Date: Saturday, November 16, 2024

Title: SLE – Diagnosis, Manifestations, & Outcomes Poster I

Session Type: Poster Session A

Session Time: 10:30AM-12:30PM

Background/Purpose: Polygenic risk scores quantify the composite impact of numerous genetic variants to predict disease risk. However, conventional polygenic risk scores have limitations in revealing the biological roles of the risk variants due to its construction. Here, we applied a novel approach, the cell type-specific polygenic risk score (csPRS) and assessed whether csPRS could effectively stratify individuals into distinct groups.

Methods: Genotyping data from the Illumina Global Screening Array were collected from 234 female SLE patients and 16,177 ancestry-matched controls without autoimmune conditions from the Mass General Brigham Biobank. Patients and controls were categorized into four genetic ancestries based on their genotypes using principal component analysis and reference populations from the 1000 Genomes Project (Table 1). A list of risk SNPs was obtained from a published multi-ancestry GWAS meta-analysis. Public open chromatin data (ATAC-seq) from human peripheral blood immune cell types—B cells, T cells, monocytes, and NK cells—was utilized to select cell-type specific open chromatin regions and cell type-specific peaks were then used to classify SLE risk loci. csPRS were generated for both SLE patients and controls using a high-performance PRS model (Pruning + Thresholding [p-value: 5×10-4], AUC > 0.7). Each csPRS was normalized to have a mean of 0 and a standard deviation of 1. Student’s t-tests were employed to assess differences in csPRS between SLE patients and controls. Patients were then clustered into subgroups based on their csPRS using a heatmap.

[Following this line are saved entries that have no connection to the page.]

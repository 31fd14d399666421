//! Connection admission: a per-IP token-bucket rate limiter plus a global
//! connection-count semaphore (spec §5). Idle per-IP buckets are reaped
//! periodically so long-running servers don't grow the keyed limiter's map
//! without bound.

use std::net::IpAddr;
use std::num::NonZeroU32;
use std::sync::Arc;
use std::time::Duration;

use governor::clock::DefaultClock;
use governor::state::keyed::DefaultKeyedStateStore;
use governor::{Quota, RateLimiter};
use vox_foundation::config::RateLimitConfig;

type KeyedLimiter = RateLimiter<IpAddr, DefaultKeyedStateStore<IpAddr>, DefaultClock>;

fn nonzero(n: u32) -> NonZeroU32 {
    NonZeroU32::new(n.max(1)).expect("max(1) is never zero")
}

/// Holding this open counts the caller against the global connection limit;
/// dropping it releases the slot.
pub struct ConnectionPermit {
    _permit: tokio::sync::OwnedSemaphorePermit,
}

pub struct ConnectionGate {
    limiter: Option<Arc<KeyedLimiter>>,
    semaphore: Arc<tokio::sync::Semaphore>,
}

impl ConnectionGate {
    pub fn new(config: &RateLimitConfig) -> Self {
        let limiter = if config.enabled {
            let quota = Quota::per_second(nonzero(config.requests_per_second)).allow_burst(nonzero(config.burst_size));
            Some(Arc::new(RateLimiter::keyed(quota)))
        } else {
            None
        };
        Self {
            limiter,
            semaphore: Arc::new(tokio::sync::Semaphore::new(config.max_connections.max(1) as usize)),
        }
    }

    /// Checks the per-IP bucket and takes one global connection slot.
    /// Returns `None` when the caller should be rejected.
    pub async fn admit(&self, peer: IpAddr) -> Option<ConnectionPermit> {
        if let Some(limiter) = &self.limiter {
            if limiter.check_key(&peer).is_err() {
                tracing::debug!(%peer, "rate limit rejected connection");
                return None;
            }
        }
        let permit = self.semaphore.clone().acquire_owned().await.ok()?;
        Some(ConnectionPermit { _permit: permit })
    }

    /// Spawns a background task that periodically drops idle per-IP
    /// buckets from the keyed limiter's map.
    pub fn spawn_cleanup(&self, interval: Duration) {
        let Some(limiter) = self.limiter.clone() else { return };
        tokio::spawn(async move {
            let mut ticker = tokio::time::interval(interval);
            loop {
                ticker.tick().await;
                limiter.retain_recent();
            }
        });
    }
}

Results: Analysis conducted using Student’s t-test revealed that all csPRS in the SLE group were elevated compared to the control group. The NK cell PRS exhibited the largest mean difference between the SLE and control groups (0.8821 ± 0.06548, p < 0.0001), while the monocyte PRS showed the smallest difference (0.3833 ± 0.04000, p < 0.0001) between the two groups (Figure 1). A heatmap of the csPRS in the SLE cohort shows variability in csPRS among patients (Figure 2). We observed three distinctive groups: a high NK cell PRS group (Group A, n=12), a high B cell PRS group (Group B, n=16), and an all-PRS-low group (Group C, n=11) in the hierarchical cluster. Each cluster revealed heterogeneity among  SLE patients. The  high B cell PRS group (Figure 2, Group B) had the lowest mean age of disease onset (38.8, SD [12.4]). Conversely, the group with low PRS across all cell types (Figure 2, Group C, n=11) exhibited a higher mean age of disease onset (42.4, SD [13.4]) compared to other groups.

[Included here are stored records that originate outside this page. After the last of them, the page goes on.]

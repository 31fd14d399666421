use std::sync::atomic::{AtomicU64, Ordering};
use std::sync::Arc;
use std::time::{Duration, Instant};

use async_trait::async_trait;
use tokio::sync::mpsc;
use tokio::task::JoinHandle;
use vox_frames::{ControlFrame, DataFrame, Frame, FrameEnvelope, ImageRaw};
use vox_pipeline::{Direction, Processor, ProcessorContext};
use vox_telemetry::PipelineMetrics;

use crate::config::AudioCameraConfig;
use crate::writer::TransportWriter;

const AUDIO_QUEUE_CAPACITY: usize = 100;
const CAMERA_QUEUE_CAPACITY: usize = 100;
/// Drift beyond which the camera clock resyncs instead of sleeping it off
/// (spec §4.8), expressed as a frame-duration multiplier.
const DRIFT_RESET_FRAMES: u32 = 5;

enum AudioItem {
    Chunk { generation: u64, bytes: Vec<u8> },
}

/// Output stage: chunks outbound audio, tracks the bot-speaking lifecycle,
/// and (optionally) drives a live or slideshow camera feed (spec §4.8).
/// Interruption drains the audio queue by generation-stamping rather than
/// recreating the channel: bumping the generation makes every chunk queued
/// before the interruption silently skip its write.
pub struct AudioCameraOutputProcessor {
    config: AudioCameraConfig,
    writer: Arc<dyn TransportWriter>,
    metrics: Option<PipelineMetrics>,

    generation: Arc<AtomicU64>,
    bot_speaking: bool,

    audio_tx: Option<mpsc::Sender<AudioItem>>,
    audio_task: Option<JoinHandle<()>>,

    camera_tx: Option<mpsc::Sender<ImageRaw>>,
    camera_task: Option<JoinHandle<()>>,
    camera_slideshow: Arc<tokio::sync::Mutex<Vec<ImageRaw>>>,
}

impl AudioCameraOutputProcessor {
    pub fn new(config: AudioCameraConfig, writer: Arc<dyn TransportWriter>) -> Self {
        Self {
            config,
            writer,
            metrics: None,
            generation: Arc::new(AtomicU64::new(0)),
            bot_speaking: false,
            audio_tx: None,
            audio_task: None,
            camera_tx: None,
            camera_task: None,
            camera_slideshow: Arc::new(tokio::sync::Mutex::new(Vec::new())),
        }
    }

    pub fn with_metrics(mut self, metrics: PipelineMetrics) -> Self {
        self.metrics = Some(metrics);
        self
    }

    fn spawn_audio_task(&mut self) {
        let (tx, mut rx) = mpsc::channel::<AudioItem>(AUDIO_QUEUE_CAPACITY);
        let writer = self.writer.clone();
        let generation = self.generation.clone();
        let handle = tokio::spawn(async move {
            while let Some(AudioItem::Chunk { generation: gen, bytes }) = rx.recv().await {
                if gen != generation.load(Ordering::Acquire) {
                    continue; // interrupted: drop silently instead of writing stale audio
                }
                if let Err(err) = writer.write_raw_audio(&bytes).await {
                    tracing::warn!(error = %err, "audio_out_task write failed");
                }
            }
        });
        self.audio_tx = Some(tx);
        self.audio_task = Some(handle);
    }

    fn spawn_camera_task(&mut self) {
        if !self.config.camera_out_enabled {
            return;
        }
        let (tx, rx) = mpsc::channel::<ImageRaw>(CAMERA_QUEUE_CAPACITY);
        let writer = self.writer.clone();
        let config = self.config;
        let slideshow = self.camera_slideshow.clone();
        let handle = tokio::spawn(camera_loop(rx, writer, config, slideshow));
        self.camera_tx = Some(tx);
        self.camera_task = Some(handle);
    }

    async fn handle_audio(&mut self, bytes: &[u8], ctx: &ProcessorContext) {
        if !self.config.audio_out_enabled {
            return;
        }
        let Some(tx) = &self.audio_tx else { return };
        let chunk_size = self.config.audio_chunk_size().max(1);
        let generation = self.generation.load(Ordering::Acquire);
        for chunk in bytes.chunks(chunk_size) {
            if tx
                .send(AudioItem::Chunk {
                    generation,
                    bytes: chunk.to_vec(),
                })
                .await
                .is_err()
            {
                return;
            }
            ctx.push_frame(FrameEnvelope::new(Frame::Control(ControlFrame::BotSpeaking)), Direction::Upstream)
                .await;
        }
    }

    async fn bot_started_speaking(&mut self, ctx: &ProcessorContext) {
        self.bot_speaking = true;
        if let Some(metrics) = &self.metrics {
            metrics.record_bot_speaking(true);
        }
        ctx.push_frame(
            FrameEnvelope::new(Frame::Control(ControlFrame::BotStartedSpeaking)),
            Direction::Upstream,
        )
        .await;
    }

    async fn bot_stopped_speaking(&mut self, ctx: &ProcessorContext) {
        self.bot_speaking = false;
        if let Some(metrics) = &self.metrics {
            metrics.record_bot_speaking(false);
        }
        ctx.push_frame(
            FrameEnvelope::new(Frame::Control(ControlFrame::BotStoppedSpeaking)),
            Direction::Upstream,
        )
        .await;
    }

    async fn join_workers(&mut self) {
        self.audio_tx.take();
        if let Some(handle) = self.audio_task.take() {
            let _ = handle.await;
        }
        self.camera_tx.take();
        if let Some(handle) = self.camera_task.take() {
            handle.abort();
        }
    }
}

async fn camera_loop(
    mut rx: mpsc::Receiver<ImageRaw>,
    writer: Arc<dyn TransportWriter>,
    config: AudioCameraConfig,
    slideshow: Arc<tokio::sync::Mutex<Vec<ImageRaw>>>,
) {
    let frame_duration = Duration::from_secs_f64(1.0 / config.camera_out_framerate.max(1) as f64);
    let drift_reset = frame_duration * DRIFT_RESET_FRAMES;
    let mut start_time: Option<Instant> = None;
    let mut frame_index: u64 = 0;

    loop {
        if config.camera_out_is_live {
            let Some(image) = rx.recv().await else { return };
            let now = Instant::now();
            let start = *start_time.get_or_insert(now);
            let real_elapsed = now.duration_since(start);
            let real_render_time = frame_duration * frame_index as u32;
            let delay = (frame_duration + real_render_time).checked_sub(real_elapsed);

            match delay {
                Some(d) if d > drift_reset => {
                    start_time = Some(now);
                    frame_index = 0;
                }
                Some(d) => {
                    tokio::time::sleep(d).await;
                    frame_index += 1;
                }
                None => {
                    start_time = Some(now);
                    frame_index = 0;
                }
            }
            if let Err(err) = writer.write_frame(&Frame::Data(DataFrame::ImageRaw(image))).await {
                tracing::warn!(error = %err, "camera write failed");
            }
        } else {
            let images = slideshow.lock().await;
            if images.is_empty() {
                drop(images);
                tokio::time::sleep(frame_duration).await;
                continue;
            }
            let index = (frame_index as usize) % images.len();
            let image = images[index].clone();
            drop(images);
            frame_index += 1;
            if let Err(err) = writer.write_frame(&Frame::Data(DataFrame::ImageRaw(image))).await {
                tracing::warn!(error = %err, "camera write failed");
            }
            tokio::time::sleep(frame_duration).await;
        }
    }
}

#[async_trait]
impl Processor for AudioCameraOutputProcessor {
    fn name(&self) -> &str {
        "audio-camera-output"
    }

    async fn on_start(&mut self, _ctx: &ProcessorContext) {
        self.spawn_audio_task();
        self.spawn_camera_task();
    }

    async fn on_end(&mut self, _ctx: &ProcessorContext) {
        self.join_workers().await;
    }

    async fn on_cancel(&mut self) {
        self.generation.fetch_add(1, Ordering::AcqRel);
        self.audio_tx.take();
        if let Some(handle) = self.audio_task.take() {
            handle.abort();
        }
        self.camera_tx.take();
        if let Some(handle) = self.camera_task.take() {
            handle.abort();
        }
    }

    async fn process_frame(&mut self, frame: FrameEnvelope, direction: Direction, ctx: &ProcessorContext) {
        match &frame.payload {
            Frame::Control(ControlFrame::TtsStarted) => {
                self.bot_started_speaking(ctx).await;
                ctx.queue_frame(frame, direction).await;
            }
            Frame::Control(ControlFrame::TtsStopped) => {
                self.bot_stopped_speaking(ctx).await;
                ctx.queue_frame(frame, direction).await;
            }
            Frame::Control(ControlFrame::StartInterruption) => {
                if self.bot_speaking {
                    self.bot_stopped_speaking(ctx).await;
                }
                self.generation.fetch_add(1, Ordering::AcqRel);
                if let Some(metrics) = &self.metrics {
                    metrics.record_interruption();
                }
                ctx.push_frame(frame, direction).await;
            }
            Frame::Data(DataFrame::AudioRaw(audio)) => {
                let bytes = audio.bytes.clone();
                self.handle_audio(&bytes, ctx).await;
            }
            Frame::Data(DataFrame::ImageRaw(image)) => {
                if self.config.camera_out_enabled {
                    if self.config.camera_out_is_live {
                        if let Some(tx) = &self.camera_tx {
                            let _ = tx.send(image.clone()).await;
                        }
                    } else {
                        *self.camera_slideshow.lock().await = vec![image.clone()];
                    }
                }
            }
            Frame::Data(DataFrame::Sprite(sprite)) => {
                if self.config.camera_out_enabled && !self.config.camera_out_is_live {
                    *self.camera_slideshow.lock().await = sprite.images.clone();
                }
            }
            Frame::Data(DataFrame::TransportMessage(_))
            | Frame::Data(DataFrame::Text(_))
            | Frame::Data(DataFrame::AnimationAudio(_)) => {
                if let Err(err) = self.writer.write_frame(&frame.payload).await {
                    tracing::warn!(error = %err, kind = frame.name, "direct frame write failed");
                }
            }
            _ => {
                ctx.queue_frame(frame, direction).await;
            }
        }
    }
}

#[cfg(test)]
mod tests {
    use super::*;
    use vox_frames::AudioRaw;
    use vox_pipeline::context::channel;

    struct RecordingWriter {
        raw_audio: tokio::sync::Mutex<Vec<Vec<u8>>>,
    }

    impl RecordingWriter {
        fn new() -> Self {
            Self {
                raw_audio: tokio::sync::Mutex::new(Vec::new()),
            }
        }
    }

    #[async_trait]
    impl TransportWriter for RecordingWriter {
        async fn write_raw_audio(&self, bytes: &[u8]) -> Result<(), VoxError> {
            self.raw_audio.lock().await.push(bytes.to_vec());
            Ok(())
        }

        async fn write_frame(&self, _frame: &Frame) -> Result<(), VoxError> {
            Ok(())
        }
    }

    use vox_foundation::error::VoxError;

    fn control(c: ControlFrame) -> FrameEnvelope {
        FrameEnvelope::new(Frame::Control(c))
    }

    fn audio(bytes: Vec<u8>) -> FrameEnvelope {
        FrameEnvelope::new(Frame::Data(DataFrame::AudioRaw(AudioRaw::new(bytes, 16_000, 1, 2))))
    }

    async fn drain_upstream(rx: &mut mpsc::Receiver<(FrameEnvelope, Direction)>) -> Vec<FrameEnvelope> {
        let mut out = Vec::new();
        while let Ok(item) = rx.try_recv() {
            out.push(item.0);
        }
        out
    }

    #[tokio::test]
    async fn chunks_audio_into_configured_size_and_emits_heartbeat() {
        let writer = Arc::new(RecordingWriter::new());
        let mut proc = AudioCameraOutputProcessor::new(AudioCameraConfig::default(), writer.clone());
        let (upstream_inlet, mut upstream_rx) = channel(16);
        let ctx = ProcessorContext::new(None, Some(upstream_inlet), None);

        proc.on_start(&ctx).await;
        let bytes = vec![7u8; 640 * 2];
        proc.process_frame(audio(bytes.clone()), Direction::Downstream, &ctx).await;
        proc.on_end(&ctx).await;

        let written = writer.raw_audio.lock().await;
        assert_eq!(written.len(), 2);
        assert!(written.iter().all(|chunk| chunk.len() == 640));

        let heartbeats = drain_upstream(&mut upstream_rx).await;
        assert_eq!(heartbeats.len(), 2);
        for frame in &heartbeats {
            assert!(matches!(frame.payload, Frame::Control(ControlFrame::BotSpeaking)));
        }
    }

    #[tokio::test]
    async fn tts_lifecycle_toggles_bot_speaking_and_forwards() {
        let writer = Arc::new(RecordingWriter::new());
        let mut proc = AudioCameraOutputProcessor::new(AudioCameraConfig::default(), writer);
        let (downstream_inlet, mut downstream_rx) = channel(16);
        let (upstream_inlet, mut upstream_rx) = channel(16);
        let ctx = ProcessorContext::new(Some(downstream_inlet), Some(upstream_inlet), None);

        proc.on_start(&ctx).await;
        proc.process_frame(control(ControlFrame::TtsStarted), Direction::Downstream, &ctx).await;
        assert!(proc.bot_speaking);
        proc.process_frame(control(ControlFrame::TtsStopped), Direction::Downstream, &ctx).await;
        assert!(!proc.bot_speaking);
        proc.on_end(&ctx).await;

        let forwarded = drain_upstream(&mut downstream_rx).await;
        assert_eq!(forwarded.len(), 2);

        let signals = drain_upstream(&mut upstream_rx).await;
        assert_eq!(signals.len(), 2);
        assert!(matches!(signals[0].payload, Frame::Control(ControlFrame::BotStartedSpeaking)));
        assert!(matches!(signals[1].payload, Frame::Control(ControlFrame::BotStoppedSpeaking)));
    }

    #[tokio::test]
    async fn interruption_drains_stale_generation_chunks() {
        let writer = Arc::new(RecordingWriter::new());
        let mut proc = AudioCameraOutputProcessor::new(AudioCameraConfig::default(), writer.clone());
        let (upstream_inlet, _upstream_rx) = channel(16);
        let ctx = ProcessorContext::new(None, Some(upstream_inlet), None);

        proc.on_start(&ctx).await;
        proc.process_frame(audio(vec![1u8; 640]), Direction::Downstream, &ctx).await;
        proc.process_frame(control(ControlFrame::StartInterruption), Direction::Downstream, &ctx).await;
        proc.process_frame(audio(vec![2u8; 640]), Direction::Downstream, &ctx).await;
        proc.on_end(&ctx).await;

        let written = writer.raw_audio.lock().await;
        assert_eq!(written.len(), 1);
        assert_eq!(written[0], vec![2u8; 640]);
    }
}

Conclusion: Our study revealed that SLE patients exhibit a greater genetic risk burden associated with each immune cell type compared to controls. Furthermore, there exists significant heterogeneity among SLE patients concerning cell-type specific genetic risks. Further investigations into the correlation between cell type-related genetic risks and the biological and clinical phenotypes in SLE may yield additional insights into immunopathological subgroups of patients. Such insights are crucial for developing targeted therapeutic approaches.

Supporting image 1

Table 1. Baseline demographic characters of SLE patients and controls.
* Four genetic ancestries were identified utilizing principal component analysis on genotype data from the 1000 Genomes Project.
# Other includes American Indian, Alaska native, Hawaiian, other pacific islanders, and others.

Supporting image 2

Figure 1. Comparison of cell type-specific polygenic risk score in 234 SLE patients compared to 16,177 controls, using Student’s t-tests.

Supporting image 3

Figure 2. csPRS in the SLE cohort identified distinct patient groups, utilizing hierarchical cluster analysis. A) NK cell PRS high group, B) B cell PRS high group, C) All PRS low group.

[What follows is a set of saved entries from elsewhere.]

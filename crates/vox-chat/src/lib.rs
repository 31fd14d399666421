//! Bounded chat history and session state (spec §4.6).

pub mod history;
pub mod session;

pub use history::ChatHistory;
pub use session::Session;
//! Audio (and optional camera) output stage (spec §4.8): chunked writes,
//! bot-speaking lifecycle, and interruption draining.

pub mod config;
pub mod processor;
pub mod writer;

pub use config::AudioCameraConfig;
pub use processor::AudioCameraOutputProcessor;
pub use writer::TransportWriter;
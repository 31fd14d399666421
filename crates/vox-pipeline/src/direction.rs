/// Which neighbor a frame travels toward. Data generally flows downstream
/// (transport-in toward transport-out); control/signal frames often flow
/// upstream (spec §2 data-flow note).
#[derive(Debug, Clone, Copy, PartialEq, Eq, Hash)]
pub enum Direction {
    Upstream,
    Downstream,
}

impl Direction {
    pub fn opposite(self) -> Direction {
        match self {
            Direction::Upstream => Direction::Downstream,
            Direction::Downstream => Direction::Upstream,
        }
    }
}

Disclosures: L. Kim: None; V. Aguiar: None; D. Fernandez-Salinas: None; J. Sparks: Boehringer-Ingelheim, 2, 5, Bristol-Myers Squibb(BMS), 2, 5, Gilead, 2, Janssen, 2, Pfizer, 2, UCB, 2; P. Nigrovic: None; J. Chang: Century Therapeutics, 2; M. Gutierrez-Arcelus: None.

To cite this abstract in AMA style:

Kim L, Aguiar V, Fernandez-Salinas D, Sparks J, Nigrovic P, Chang J, Gutierrez-Arcelus M. Comparison of Cell Type-Specific Polygenic Risk in Systemic Lupus Erythematosus Patient and Healthy Controls [abstract]. Arthritis Rheumatol. 2024; 76 (suppl 9). https://acrabstracts.org/abstract/comparison-of-cell-type-specific-polygenic-risk-in-systemic-lupus-erythematosus-patient-and-healthy-controls/. Accessed .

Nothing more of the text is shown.